- Washi Location in Maharashtra, India Washi Washi (India)
- Coordinates: 18°32′32″N 075°46′44″E﻿ / ﻿18.54222°N 75.77889°E
- Country: India
- State: Maharashtra
- District: Osmanabad
- Tahsil: Washi

Government
- • Type: Panchayati raj (India)
- • Body: Nagar panchayat

Area
- • Total: 53.03 km^{2} (20.47 sq mi)
- Elevation: 554 m (1,818 ft)

Population (2011)
- • Total: 27,826
- • Density: 524.7/km^{2} (1,359/sq mi)

Languages
- • Official: Marathi
- Time zone: UTC+5:30 (IST)
- PIN: 413503
- Telephone code: 02478
- ISO 3166 code: IN-MH
- Lok Sabha constituency: Osmanabad
- Vidhan Sabha constituency: Paranda
- Website: maharashtra.gov.in

= Washi, Osmanabad =

Village in Maharashtra

Washi is a Nagar panchayat village and the headquarters of Washi taluka in Bhoom subdivision of Osmanabad district of Maharashtra state in India.
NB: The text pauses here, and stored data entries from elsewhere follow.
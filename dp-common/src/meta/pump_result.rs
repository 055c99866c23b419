use serde::Serialize;

#[derive(Debug, Clone, PartialEq, Serialize)]
pub enum PumpStatus {
    Ok,
    MissingData,
    VerifiedOk,
    Partial { actual: i64, target: usize },
    VerifyFail(String),
}

impl std::fmt::Display for PumpStatus {
    fn fmt(&self, f: &mut std::fmt::Formatter<'_>) -> std::fmt::Result {
        match self {
            PumpStatus::Ok => write!(f, "OK"),
            PumpStatus::MissingData => write!(f, "MISSING_DATA"),
            PumpStatus::VerifiedOk => write!(f, "VERIFIED_OK"),
            PumpStatus::Partial { actual, target } => {
                write!(f, "PARTIAL: {}/{}", actual, target)
            }
            PumpStatus::VerifyFail(error) => write!(f, "VERIFY_FAIL: {}", error),
        }
    }
}

#[derive(Debug, Clone, Serialize)]
pub struct PumpResult {
    pub table_name: String,
    /// the originally requested count, before identity caps
    pub target: usize,
    /// verified row delta
    pub actual: i64,
    pub status: PumpStatus,
    pub error_msg: String,
}

#[cfg(test)]
mod tests {

    use super::*;

    #[test]
    fn test_status_display() {
        assert_eq!(PumpStatus::Ok.to_string(), "OK");
        assert_eq!(PumpStatus::MissingData.to_string(), "MISSING_DATA");
        assert_eq!(PumpStatus::VerifiedOk.to_string(), "VERIFIED_OK");
        assert_eq!(
            PumpStatus::Partial {
                actual: 37,
                target: 100
            }
            .to_string(),
            "PARTIAL: 37/100"
        );
        assert_eq!(
            PumpStatus::VerifyFail("table gone".to_string()).to_string(),
            "VERIFY_FAIL: table gone"
        );
    }
}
The village of Washi is 22 km by road northeast of the town of Bhoom, and 25 km by road northwest of Yermala. The nearest railway station is 40 km by road southwest to Yedshi in Osmanabad District.
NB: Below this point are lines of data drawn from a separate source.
use async_trait::async_trait;
use dp_common::{config::config_enums::DbType, error::Error, utils::sql_util::SqlUtil};
use sqlx::{any::Any, Transaction};

use super::{join_placeholders, Dialect};

pub struct PgDialect {}

#[async_trait]
impl Dialect for PgDialect {
    fn db_type(&self) -> DbType {
        DbType::Pg
    }

    fn tables_query(&self) -> String {
        "SELECT table_name FROM information_schema.tables \
         WHERE table_schema = $1 AND table_type = 'BASE TABLE'"
            .to_string()
    }

    fn columns_query(&self) -> String {
        // column_default carries 'nextval(..)' for serials, the pk/unique
        // hints come from subqueries on table_constraints
        "SELECT
            c.table_name,
            c.column_name,
            c.data_type,
            c.udt_name,
            CAST(c.character_maximum_length AS VARCHAR) AS length_or_precision,
            c.is_nullable,
            (SELECT 'PRI' FROM information_schema.table_constraints tc
             JOIN information_schema.key_column_usage kcu ON tc.constraint_name = kcu.constraint_name
             WHERE tc.constraint_type = 'PRIMARY KEY'
             AND kcu.table_schema = c.table_schema AND kcu.table_name = c.table_name
             AND kcu.column_name = c.column_name LIMIT 1) AS column_key,
            c.column_default,
            (SELECT 'UNIQUE' FROM information_schema.table_constraints tc
             JOIN information_schema.key_column_usage kcu ON tc.constraint_name = kcu.constraint_name
             WHERE tc.constraint_type = 'UNIQUE'
             AND kcu.table_schema = c.table_schema AND kcu.table_name = c.table_name
             AND kcu.column_name = c.column_name LIMIT 1) AS is_unique,
            col_description(format('%I.%I', c.table_schema, c.table_name)::regclass,
                            c.ordinal_position::int) AS column_comment
        FROM information_schema.columns c
        WHERE c.table_schema = $1
        ORDER BY c.table_name, c.ordinal_position"
            .to_string()
    }

    fn foreign_keys_query(&self) -> String {
        "SELECT kcu.table_name, kcu.constraint_name, kcu.column_name, \
         ccu.table_name AS referenced_table_name, \
         ccu.column_name AS referenced_column_name \
         FROM information_schema.key_column_usage kcu \
         JOIN information_schema.constraint_column_usage ccu \
         ON kcu.constraint_name = ccu.constraint_name \
         JOIN information_schema.table_constraints tc \
         ON kcu.constraint_name = tc.constraint_name \
         WHERE kcu.table_schema = $1 AND tc.constraint_type = 'FOREIGN KEY'"
            .to_string()
    }

    async fn before_pump(&self, tx: &mut Transaction<'_, Any>) -> anyhow::Result<()> {
        // only helps for DEFERRABLE keys, but does not need superuser
        sqlx::query("SET CONSTRAINTS ALL DEFERRED")
            .execute(&mut *tx)
            .await?;
        Ok(())
    }

    async fn after_pump(&self, tx: &mut Transaction<'_, Any>) -> anyhow::Result<()> {
        sqlx::query("SET CONSTRAINTS ALL IMMEDIATE")
            .execute(&mut *tx)
            .await?;
        Ok(())
    }

    async fn before_table(
        &self,
        tx: &mut Transaction<'_, Any>,
        _table: &str,
        _has_identity: bool,
    ) -> anyhow::Result<()> {
        // replica role suspends FK triggers entirely but needs superuser,
        // deferred constraints are the non-privileged fallback
        if let Err(replica_err) = sqlx::query("SET session_replication_role = 'replica'")
            .execute(&mut *tx)
            .await
        {
            if let Err(deferred_err) = sqlx::query("SET CONSTRAINTS ALL DEFERRED")
                .execute(&mut *tx)
                .await
            {
                anyhow::bail! {Error::PumpError(format!(
                    "replication_role failed: {}, deferred failed: {}",
                    replica_err, deferred_err
                ))}
            }
        }
        Ok(())
    }

    async fn after_table(
        &self,
        tx: &mut Transaction<'_, Any>,
        _table: &str,
        _has_identity: bool,
    ) -> anyhow::Result<()> {
        sqlx::query("SET session_replication_role = 'origin'")
            .execute(&mut *tx)
            .await?;
        Ok(())
    }

    fn insert_query(&self, table: &str, cols: &[String]) -> String {
        format!(
            "INSERT INTO {} ({}) VALUES ({}) ON CONFLICT DO NOTHING",
            self.escape(table),
            SqlUtil::escape_cols(cols, &self.db_type()).join(", "),
            join_placeholders(cols.len(), self)
        )
    }

    fn truncate_query(&self, table: &str) -> String {
        format!("TRUNCATE TABLE {} CASCADE", self.escape(table))
    }

    fn placeholder(&self, index: usize) -> String {
        format!("${}", index + 1)
    }

    fn normalize_type(&self, raw: &str) -> String {
        let raw = raw.to_lowercase();
        match raw.as_str() {
            "int4" | "int2" => "int".to_string(),
            "int8" => "bigint".to_string(),
            "float4" => "float".to_string(),
            "float8" => "double".to_string(),
            "bpchar" => "char".to_string(),
            _ => raw,
        }
    }

    fn default_schema(&self, input: &str) -> String {
        if input.is_empty() {
            return "public".to_string();
        }
        input.to_string()
    }

    fn limit_query(&self, query: &str, limit: usize) -> String {
        format!("{} LIMIT {}", query, limit)
    }
}

impl PgDialect {
    fn escape(&self, token: &str) -> String {
        SqlUtil::escape_by_db_type(token, &DbType::Pg)
    }
}

#[cfg(test)]
mod tests {

    use super::*;

    #[test]
    fn test_insert_query() {
        let dialect = PgDialect {};
        let cols = vec!["store_id".to_string(), "manager_staff_id".to_string()];
        assert_eq!(
            dialect.insert_query("store", &cols),
            "INSERT INTO \"store\" (\"store_id\", \"manager_staff_id\") \
             VALUES ($1, $2) ON CONFLICT DO NOTHING"
        );
    }

    #[test]
    fn test_truncate_cascades() {
        let dialect = PgDialect {};
        assert_eq!(
            dialect.truncate_query("store"),
            "TRUNCATE TABLE \"store\" CASCADE"
        );
    }

    #[test]
    fn test_normalize_type() {
        let dialect = PgDialect {};
        assert_eq!(dialect.normalize_type("int4"), "int");
        assert_eq!(dialect.normalize_type("int8"), "bigint");
        assert_eq!(dialect.normalize_type("float8"), "double");
        assert_eq!(dialect.normalize_type("bpchar"), "char");
        assert_eq!(dialect.normalize_type("tsvector"), "tsvector");
    }
}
There are two villages in the Washi Nagar panchayat: Washi, Kavdewadi, Kelewadi.

==Demographics==
In the 2001 India census the village of Washi had 13,338 inhabitants, with 6,948 males (52.1%) and 6,390 females (47.9%), for a gender ratio of 920 females for every thousand males.

In the 2011 India census the village of Washi was reported as having 7,826 inhabitants. There is no explanation of the decrease from 2001 to 2011.